The dad-of-five was rushed to hospital by ambulance where eye specialists assessed the injury, gave him pain relief and he underwent eye irrigation.

The procedure involves saline eyewash solution being flushed around the eyeball via tubes inserted inside the eyelids.

Footage, filmed by his 37-year-old medical technician wife Katie Henderson, shows William undergoing the grim-looking procedure that he credits, along with wearing his glasses, for saving his sight.

Now he is urging anyone who works with highly corrosive materials to never be 'complacent' and always wear the right safety equipment.

William, from North Carolina, US, said: "It was extremely painful from the very beginning.

"It felt like my face was instantly on fire. At the same time, it felt like my face was shrinking. It took off the first layer of skin on my lips immediately.

"I had two colleagues with me, but they were in another room. As soon as it happened I was just screaming and they came running.

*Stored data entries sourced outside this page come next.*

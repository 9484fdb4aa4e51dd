//! whisperbox - Anonymous feedback service
//!
//! An HTTP JSON service where registered accounts receive anonymous
//! messages through a public per-user link. Accounts are verified by an
//! emailed code; owners can pause delivery, list their mailbox newest
//! first, and delete what they have received.

pub mod account;
pub mod auth;
pub mod config;
pub mod db;
pub mod email;
pub mod error;
pub mod logging;
pub mod mailbox;
pub mod web;

pub use auth::{
    authenticate, hash_password, validate_password, verify_password, PasswordError,
    ACCOUNT_NOT_VERIFIED, INVALID_CREDENTIALS, MAX_PASSWORD_LENGTH, MIN_PASSWORD_LENGTH,
};
pub use config::Config;
pub use db::{Database, DbPool, NewUser, User, UserRepository, UserUpdate};
pub use error::{Result, WhisperError};
pub use web::WebServer;
//! Account lifecycle for whisperbox.
//!
//! Signup, email verification, and per-account settings.

mod settings;
mod signup;
mod verification;

pub use settings::{get_user, set_accepting_messages};
pub use signup::{is_username_available, sign_up, EMAIL_REGISTERED, USERNAME_TAKEN};
pub use verification::{
    code_expiry_timestamp, generate_verification_code, verify_code, INCORRECT_CODE,
};
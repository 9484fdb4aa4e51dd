//! Logging configuration and initialization for whisperbox.

use std::fs::{self, File};
use std::path::Path;
use std::sync::Arc;

use tracing::Level;
use tracing_subscriber::fmt::writer::MakeWriterExt;
use tracing_subscriber::prelude::*;
use tracing_subscriber::EnvFilter;

use crate::config::LoggingConfig;
use crate::Result;

/// Parse log level string to tracing Level.
fn parse_level(level: &str) -> Level {
    match level.to_lowercase().as_str() {
        "trace" => Level::TRACE,
        "debug" => Level::DEBUG,
        "info" => Level::INFO,
        "warn" | "warning" => Level::WARN,
        "error" => Level::ERROR,
        _ => Level::INFO,
    }
}

/// Initialize the logging system with the given configuration.
///
/// Always logs to stdout; additionally logs to a file when one is configured.
pub fn init(config: &LoggingConfig) -> Result<()> {
    let level = parse_level(&config.level);
    let filter = EnvFilter::from_default_env().add_directive(level.into());

    let registry = tracing_subscriber::registry().with(filter);

    match &config.file {
        Some(file) => {
            // Ensure log directory exists
            if let Some(parent) = Path::new(file).parent() {
                if !parent.exists() {
                    fs::create_dir_all(parent)?;
                }
            }

            let log_file = Arc::new(File::create(file)?);
            let writer = std::io::stdout.and(log_file);

            registry
                .with(
                    tracing_subscriber::fmt::layer()
                        .with_writer(writer)
                        .with_ansi(false)
                        .with_target(true)
                        .with_thread_ids(false)
                        .with_file(false)
                        .with_line_number(false),
                )
                .init();
        }
        None => {
            registry
                .with(
                    tracing_subscriber::fmt::layer()
                        .with_writer(std::io::stdout)
                        .with_ansi(true)
                        .with_target(true),
                )
                .init();
        }
    }

    Ok(())
}

/// Initialize console-only logging (for development/testing).
///
/// This is a simpler initialization that only outputs to the console.
pub fn init_console_only(level: &str) {
    let level = parse_level(level);
    let filter = EnvFilter::from_default_env().add_directive(level.into());

    tracing_subscriber::registry()
        .with(
            tracing_subscriber::fmt::layer()
                .with_writer(std::io::stdout)
                .with_ansi(true)
                .with_target(true),
        )
        .with(filter)
        .init();
}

"A church cleaner turned on the shower and started running water over my whole body, but mainly my head. She ran to an area and got some eyewash and immediately started pouring that into my eyeballs. I don't know her, but she was definitely a face saver.

"My vision wasn't completely gone, but it was terrible for about three or four hours."

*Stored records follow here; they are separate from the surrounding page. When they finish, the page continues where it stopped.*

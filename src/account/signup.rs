//! User signup for whisperbox.
//!
//! This module provides account creation with email verification.

use tracing::{info, warn};

use crate::account::verification::{code_expiry_timestamp, generate_verification_code};
use crate::auth::{hash_password, PasswordError};
use crate::db::{DbPool, NewUser, User, UserRepository, UserUpdate};
use crate::email::VerificationMailer;
use crate::error::{Result, WhisperError};

/// Message returned when the username belongs to another account.
pub const USERNAME_TAKEN: &str = "Username is already taken";

/// Message returned when the email belongs to a verified account.
pub const EMAIL_REGISTERED: &str = "Email is already registered";

/// Register a new account, or refresh a pending one.
///
/// This function:
/// 1. Rejects a username held by any account with a different email
/// 2. Rejects an email held by a verified account
/// 3. For an email held by an unverified account, overwrites the password
///    and issues a fresh code, keeping the stored id and username
/// 4. Otherwise creates a new unverified account with a pending code
/// 5. Sends the verification email
///
/// A failed email send fails the signup but keeps the persisted row; the
/// caller can sign up again with the same email to get a new code.
///
/// # Returns
///
/// The created or refreshed user on success. No session is issued.
pub async fn sign_up(
    pool: &DbPool,
    mailer: &dyn VerificationMailer,
    username: &str,
    email: &str,
    password: &str,
    code_expiry_mins: i64,
) -> Result<User> {
    let repo = UserRepository::new(pool);

    if let Some(existing) = repo.get_by_username(username).await? {
        if existing.email != email {
            return Err(WhisperError::Conflict(USERNAME_TAKEN.to_string()));
        }
    }

    let password_hash = hash_password(password).map_err(|e| match e {
        PasswordError::TooShort | PasswordError::TooLong => {
            WhisperError::Validation(e.to_string())
        }
        other => WhisperError::Internal(other.to_string()),
    })?;

    let code = generate_verification_code();
    let expires_at = code_expiry_timestamp(code_expiry_mins);

    let user = match repo.get_by_email(email).await? {
        Some(existing) if existing.is_verified => {
            return Err(WhisperError::Conflict(EMAIL_REGISTERED.to_string()));
        }
        Some(existing) => {
            // Pending signup for this email; refresh it in place. The stored
            // id and username stay, only the secret material changes.
            let update = UserUpdate::new()
                .password_hash(&password_hash)
                .verify_code(Some(code.clone()))
                .verify_code_expires_at(Some(expires_at));

            let user = repo
                .update(existing.id, &update)
                .await?
                .ok_or_else(|| WhisperError::NotFound("User".to_string()))?;

            info!(
                username = %user.username,
                user_id = user.id,
                "Pending account refreshed with a new verification code"
            );
            user
        }
        None => {
            let new_user =
                NewUser::new(username, email, &password_hash).with_verify_code(&code, &expires_at);
            let user = repo.create(&new_user).await?;

            info!(
                username = %user.username,
                user_id = user.id,
                "New user registered"
            );
            user
        }
    };

    if let Err(e) = mailer
        .send_verification_code(&user.email, &user.username, &code)
        .await
    {
        // Row stays; a repeat signup against the unverified email recovers
        warn!(
            username = %user.username,
            user_id = user.id,
            "Verification email failed to send"
        );
        return Err(e);
    }

    Ok(user)
}

/// Check whether a username is free to register.
pub async fn is_username_available(pool: &DbPool, username: &str) -> Result<bool> {
    let repo = UserRepository::new(pool);
    Ok(!repo.username_exists(username).await?)
}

The flooring technician was working on a job at Hope Community Church in Apex, North Carolina when the accident happened and was taken to Wake Medical hospital in Raleigh.

William said: "In the video I'm calm but on the inside, I was breaking down like a nervous wreck. I was thinking 'oh my god I'm gonna lose my eyes, my face is going to be permanently damaged'".

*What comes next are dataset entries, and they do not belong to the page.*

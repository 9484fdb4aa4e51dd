//! User model for whisperbox.
//!
//! This module defines the User row and the builder structs used to
//! create and update users.

use chrono::NaiveDateTime;

use super::TIMESTAMP_FORMAT;

/// User entity representing a registered account.
#[derive(Debug, Clone, sqlx::FromRow)]
pub struct User {
    /// Unique user ID.
    pub id: i64,
    /// Login username (unique, exact-match).
    pub username: String,
    /// Email address (unique).
    pub email: String,
    /// Password hash (Argon2).
    pub password_hash: String,
    /// Pending verification code (None once consumed).
    pub verify_code: Option<String>,
    /// Verification code expiry, UTC `%Y-%m-%d %H:%M:%S` (None once consumed).
    pub verify_code_expires_at: Option<String>,
    /// Whether the account has completed email verification.
    pub is_verified: bool,
    /// Whether the public link currently accepts new messages.
    pub is_accepting_messages: bool,
    /// Account creation timestamp.
    pub created_at: String,
}

impl User {
    /// Whether the stored verification code is past its expiry at `now`.
    ///
    /// A missing or unparseable expiry counts as expired.
    pub fn verify_code_expired(&self, now: NaiveDateTime) -> bool {
        match &self.verify_code_expires_at {
            Some(ts) => match NaiveDateTime::parse_from_str(ts, TIMESTAMP_FORMAT) {
                Ok(expiry) => now >= expiry,
                Err(_) => true,
            },
            None => true,
        }
    }
}

/// Data for creating a new user.
#[derive(Debug, Clone)]
pub struct NewUser {
    /// Login username.
    pub username: String,
    /// Email address.
    pub email: String,
    /// Password hash (should be pre-hashed with Argon2).
    pub password_hash: String,
    /// Pending verification code.
    pub verify_code: Option<String>,
    /// Verification code expiry.
    pub verify_code_expires_at: Option<String>,
}

impl NewUser {
    /// Create a new user with the required fields.
    pub fn new(
        username: impl Into<String>,
        email: impl Into<String>,
        password_hash: impl Into<String>,
    ) -> Self {
        Self {
            username: username.into(),
            email: email.into(),
            password_hash: password_hash.into(),
            verify_code: None,
            verify_code_expires_at: None,
        }
    }

    /// Set the pending verification code and its expiry.
    pub fn with_verify_code(
        mut self,
        code: impl Into<String>,
        expires_at: impl Into<String>,
    ) -> Self {
        self.verify_code = Some(code.into());
        self.verify_code_expires_at = Some(expires_at.into());
        self
    }
}

/// Data for updating an existing user.
#[derive(Debug, Clone, Default)]
pub struct UserUpdate {
    /// New password hash (if changing password).
    pub password_hash: Option<String>,
    /// New verification code (Some(None) clears it).
    pub verify_code: Option<Option<String>>,
    /// New verification code expiry (Some(None) clears it).
    pub verify_code_expires_at: Option<Option<String>>,
    /// New verified state.
    pub is_verified: Option<bool>,
    /// New accepting-messages state.
    pub is_accepting_messages: Option<bool>,
}

impl UserUpdate {
    /// Create an empty update.
    pub fn new() -> Self {
        Self::default()
    }

    /// Set new password hash.
    pub fn password_hash(mut self, password_hash: impl Into<String>) -> Self {
        self.password_hash = Some(password_hash.into());
        self
    }

    /// Set or clear the verification code.
    pub fn verify_code(mut self, code: Option<String>) -> Self {
        self.verify_code = Some(code);
        self
    }

    /// Set or clear the verification code expiry.
    pub fn verify_code_expires_at(mut self, expires_at: Option<String>) -> Self {
        self.verify_code_expires_at = Some(expires_at);
        self
    }

    /// Set verified state.
    pub fn is_verified(mut self, is_verified: bool) -> Self {
        self.is_verified = Some(is_verified);
        self
    }

    /// Set accepting-messages state.
    pub fn is_accepting_messages(mut self, accepting: bool) -> Self {
        self.is_accepting_messages = Some(accepting);
        self
    }

    /// Check if any fields are set.
    pub fn is_empty(&self) -> bool {
        self.password_hash.is_none()
            && self.verify_code.is_none()
            && self.verify_code_expires_at.is_none()
            && self.is_verified.is_none()
            && self.is_accepting_messages.is_none()
    }
}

Recalling how it felt, he added: "It was a weird feeling, obviously no one wants anything sticking out their face.

"It was like I was in a swimming pool with my eyes open, under a faucet. I felt like an alien.

Katie filmed the incident as a warning to others, William explained: "My wife came immediately, she was there when they were wheeling me in and by my side the whole time.

"She thought it was weird at first, seeing they were putting these lenses with water in my eyes.

"Of course, she was freaking out, worried to death, but she [filmed it because she] wanted people to know the dangers of things and what can happen if you get chemicals in your eyes."

The 43-year-old said specialists at the hospital told him that if he hadn't been wearing his prescription glasses, the outcome could have been very different.

"I've done this so many times that I got complacent, it only takes once to really mess things up. I could have completely lost my vision, I could have been blind, I could have had permanent face damage", he said.

"I wear [prescription] glasses, the rims were plastic and when I went to take them off my face they just crumbled into my hand.

"It melted the glasses pretty much off my face. If I wouldn't have had glasses on, the doctors said I'd have no vision. I was very lucky."

After six hours in hospital, William was sent home with pain medicine and over-the-counter cream to put on his face.

A few weeks on from his ordeal he's now mostly healed, other than a few scabs on his nose, and has returned to work.

He said: "By the time I left, I could see a good 90%, my vision's 100% back now. I've already gone back to work and now every time I have to use a chemical I make sure I have PPE on,

"It was wild, it was definitely a moment I'll never forget."